Das LG hatte folgende Feststellungen und Wertungen getroffen:

„Nach den Feststellungen des landgerichtlichen Urteils gab der Angeklagte am 27. Oktober 2020 gegenüber der Obergerichtsvollzieherin W. in seiner Wohnung in Z. eine Vermögensauskunft nach § 802c ZPO ab und versicherte nach erfolgter Belehrung über die Strafbarkeit bei vorsätzlich falschen Angaben deren Richtigkeit und Vollständigkeit an Eides Statt.

Die ihm schriftlich in der Vermögensauskunft unterbreitete Frage zu Ziffer 14 über vorhandene Konten, insbesondere Sparguthaben, Gehaltskonten, Geschäftskonten, Girokonten, Paypalkonten und ohne vermögenswirksame Leistungen anzusparenden Bausparverträgen verneinte der Angeklagte zunächst, gab jedoch nachfolgend ergänzend an, über ein derzeit mit einem negativen Saldo von 400 Euro bestehendes Guthabenkonto bei der P. zu verfügen. Ein weiteres vom Angeklagten als Einzelkaufmann genutztes Geschäftskonto bei der Sparkasse R.-O. verschwieg der Angeklagte dagegen. Der Angeklagte nutzte dieses Konto sowohl für Zahlungsabwicklungen im Rahmen seines Gebrauchtwagenhandels als auch für private Zwecke. Dem vor-bezeichneten Geschäftskonto lag eine Kreditrahmenvereinbarung von 10.000 Euro zugrunde, welche der Angeklagte regelmäßig mindestens teilweise in Anspruch nahm. Zum Zeitpunkt der Abgabe der Vermögensauskunft wies das Konto einen negativen Saldo in Höhe von 8.800,04 Euro auf.

Die Frage zu Ziffer 19 nach sonstigen Forderungen, insbesondere solchen aus Kauf- und Darlehensverträgen, Rückerstattungs- und/oder Ersatzansprüchen, Bezugsrechten an/aus Versicherungen, verneinte der Angeklagte ebenfalls bewusst wahrheitswidrig. Tatsächlich war ihm bei Abgabe der Vermögensauskunft jedoch bekannt, dass er eine Zahlung in Höhe von 6.700 Euro von einem Fahrzeugfinanzierer (der B. K. GbR) erwartete. Dem lag ein Finanzierungsgeschäft zum Verkauf eines Personenkraftfahrzeugs zugrunde, welches der Käufer M. zuvor vom Angeklagten erworben hatte.
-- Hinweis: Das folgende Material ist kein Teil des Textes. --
//! Selection sessions.
//!
//! A [`SelectionCoordinator`] owns one editing session over one source
//! image. It lays the image out in the host view, routes pointer input to
//! the component that owns the current [`SelectionMode`] and merges their
//! notifications into a single queue.
//!
//! # Modes
//!
//! | Mode      | Input                         | Selection                     |
//! |-----------|-------------------------------|-------------------------------|
//! | Rectangle | crop-box pan                  | the crop box                  |
//! | Ellipse   | crop-box pan                  | ellipse inscribed in the box  |
//! | Polygon   | taps, then crop-box pan       | closed polygon, framed by box |
//! | Lasso     | lasso pan, then crop-box pan  | closed lasso, framed by box   |
//!
//! In the free-form modes the crop box fills the content bounds while the
//! path is drawn. Once it closes, the box snaps to the path's bounding box
//! and every later box change stretches the path with it.
//!
//! # Finishing
//!
//! [`SelectionCoordinator::finish`] consumes the session and returns a
//! [`CropRequest`] that turns a source [`Bitmap`](crate::codec::Bitmap)
//! into the masked, trimmed crop.

mod finalize;
mod layout;

#[cfg(feature = "parallel")]
pub use finalize::CropJob;
pub use finalize::{compute_cropped_image, cropped_image_frame, CropError, CropRequest};
pub use layout::ImageLayout;

use log::{debug, info};
use serde::{Deserialize, Serialize};

use crate::crop_box::{CropBoxConfig, CropBoxController};
use crate::events::{EventQueue, SelectionEvent, SelectionObserver};
use crate::geometry::{fit_path_to_frame, PathContour, Point, Rect};
use crate::selection_path::{PathEngineConfig, PathMode, PathState, SelectionPathEngine};
use crate::trim::AlphaThreshold;

/// The shape being selected.
#[derive(Debug, Clone, Copy, PartialEq, Eq, Serialize, Deserialize)]
#[serde(rename_all = "camelCase")]
pub enum SelectionMode {
    Rectangle,
    Ellipse,
    Polygon,
    Lasso,
}

impl SelectionMode {
    /// The path-engine mode behind a free-form selection.
    pub fn path_mode(self) -> Option<PathMode> {
        match self {
            SelectionMode::Rectangle | SelectionMode::Ellipse => None,
            SelectionMode::Polygon => Some(PathMode::Polygon),
            SelectionMode::Lasso => Some(PathMode::Lasso),
        }
    }

    pub fn is_free_form(self) -> bool {
        self.path_mode().is_some()
    }
}
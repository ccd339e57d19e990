//! Selection masks for crop output
//!
//! A finished selection is a closed [`PathContour`](crate::geometry::PathContour).
//! Masking keeps the pixels inside it and makes everything else transparent,
//! so the trimmer can then cut the bitmap down to the selection's extent.
//!
//! ## Fill Rule
//!
//! Even-odd, sampled at pixel centres. Self-touching lasso contours therefore
//! behave like [`PathContour::contains`](crate::geometry::PathContour::contains).

mod apply;

pub use apply::{apply_contour_mask, masked};
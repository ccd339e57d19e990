//! Placing the source image inside the host view.

use serde::{Deserialize, Serialize};

use crate::geometry::{EdgeInsets, Point, Rect};

/// Where the image sits inside the host view.
///
/// ```text
/// view_bounds
/// +---------------------------------+
/// |  image_area (view - padding)    |
/// |  +---------------------------+  |
/// |  | insets |content  | insets |  |
/// |  |        |bounds   |        |  |
/// |  +---------------------------+  |
/// +---------------------------------+
/// ```
///
/// `content_bounds` is the aspect-fitted image; the crop box never leaves
/// it. `insets` are the letterbox margins between it and `image_area`.
#[derive(Debug, Clone, Copy, PartialEq, Serialize, Deserialize)]
pub struct ImageLayout {
    pub view_bounds: Rect,
    pub image_area: Rect,
    pub insets: EdgeInsets,
    pub content_bounds: Rect,
}

impl ImageLayout {
    /// Aspect-fit a `width` x `height` image into `view_bounds` shrunk by
    /// `padding` on every side.
    ///
    /// The fitted size is floored to whole units and centred, with the
    /// centring offset rounded.
    pub fn fit(view_bounds: Rect, padding: f64, width: u32, height: u32) -> Self {
        let mut image_area = view_bounds.inset(padding, padding);
        image_area.w = image_area.w.max(0.0);
        image_area.h = image_area.h.max(0.0);

        let (iw, ih) = (f64::from(width), f64::from(height));
        let scale = (image_area.w / iw).min(image_area.h / ih);
        let scale = if scale.is_finite() { scale } else { 0.0 };
        let fitted_w = (iw * scale).floor();
        let fitted_h = (ih * scale).floor();

        let content_bounds = Rect::new(
            image_area.x + ((image_area.w - fitted_w) * 0.5).round(),
            image_area.y + ((image_area.h - fitted_h) * 0.5).round(),
            fitted_w,
            fitted_h,
        );
        let insets = EdgeInsets::new(
            content_bounds.min_y() - image_area.min_y(),
            content_bounds.min_x() - image_area.min_x(),
            image_area.max_y() - content_bounds.max_y(),
            image_area.max_x() - content_bounds.max_x(),
        );

        Self {
            view_bounds,
            image_area,
            insets,
            content_bounds,
        }
    }

    /// Half the fitted image size, centred in the content bounds.
    pub fn predefined_frame(&self) -> Rect {
        let c = self.content_bounds;
        let w = (c.w * 0.5).floor();
        let h = (c.h * 0.5).floor();
        let center = Point::new(c.mid_x(), c.mid_y());
        Rect::new((center.x - w * 0.5).floor(), (center.y - h * 0.5).floor(), w, h)
    }
}

#[cfg(test)]
mod tests {
    use super::*;

    #[test]
    fn test_fit_same_aspect_fills_area() {
        let layout = ImageLayout::fit(Rect::new(0.0, 0.0, 428.0, 328.0), 14.0, 800, 600);
        assert_eq!(layout.image_area, Rect::new(14.0, 14.0, 400.0, 300.0));
        assert_eq!(layout.content_bounds, Rect::new(14.0, 14.0, 400.0, 300.0));
        assert_eq!(layout.insets, EdgeInsets::ZERO);
    }

    #[test]
    fn test_fit_square_image_letterboxes_sides() {
        let layout = ImageLayout::fit(Rect::new(0.0, 0.0, 428.0, 328.0), 14.0, 400, 400);
        assert_eq!(layout.content_bounds, Rect::new(64.0, 14.0, 300.0, 300.0));
        assert_eq!(layout.insets, EdgeInsets::new(0.0, 50.0, 0.0, 50.0));
        assert_eq!(
            layout.image_area.inset_by(layout.insets),
            layout.content_bounds
        );
    }

    #[test]
    fn test_fit_floors_fitted_size() {
        let layout = ImageLayout::fit(Rect::new(0.0, 0.0, 100.0, 100.0), 0.0, 3, 2);
        assert_eq!(layout.content_bounds.w, 100.0);
        assert_eq!(layout.content_bounds.h, 66.0);
        assert_eq!(layout.content_bounds.y, 17.0);
    }

    #[test]
    fn test_fit_degenerate_view() {
        let layout = ImageLayout::fit(Rect::new(0.0, 0.0, 10.0, 10.0), 14.0, 100, 100);
        assert_eq!(layout.content_bounds.w, 0.0);
        assert_eq!(layout.content_bounds.h, 0.0);
    }

    #[test]
    fn test_predefined_frame_is_centred_half() {
        let layout = ImageLayout::fit(Rect::new(0.0, 0.0, 428.0, 328.0), 14.0, 800, 600);
        assert_eq!(layout.predefined_frame(), Rect::new(114.0, 89.0, 200.0, 150.0));
    }
}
Bereits am 19. Oktober 2020 hatte der Käufer eine entsprechende Anzahlung über 1.500 Euro auf das Geschäftskonto des Angeklagten überwiesen.

Zur Beweiswürdigung hat das Landgericht ausgeführt, dass der Angeklagte den äußeren Sach-verhalt sowie die Höhe des vereinbarten Kreditrahmens eingeräumt habe. Er sei jedoch der Auffassung gewesen, sein Geschäftskonto aufgrund der fortwährenden Überziehung nicht habe angeben zu müssen. Zudem habe es sich um ein Geschäftskonto gehandelt, welches er schon aus betriebswirtschaftlichen Gründen getrennt von seinem sonstigen Vermögen zu unterhalten habe.

Die Feststellungen zu den im Rahmen der Vermögensauskunft getätigten Angaben sowie die zuvor erfolgte Belehrung hat die Kammer auf die Bekundungen der die Vermögensauskunft entgegennehmenden Obergerichtsvollzieherin W. und die auszugsweise Verlesung der vom Angeklagten unterzeichneten Erklärung vom 27. Oktober 2023 gestützt.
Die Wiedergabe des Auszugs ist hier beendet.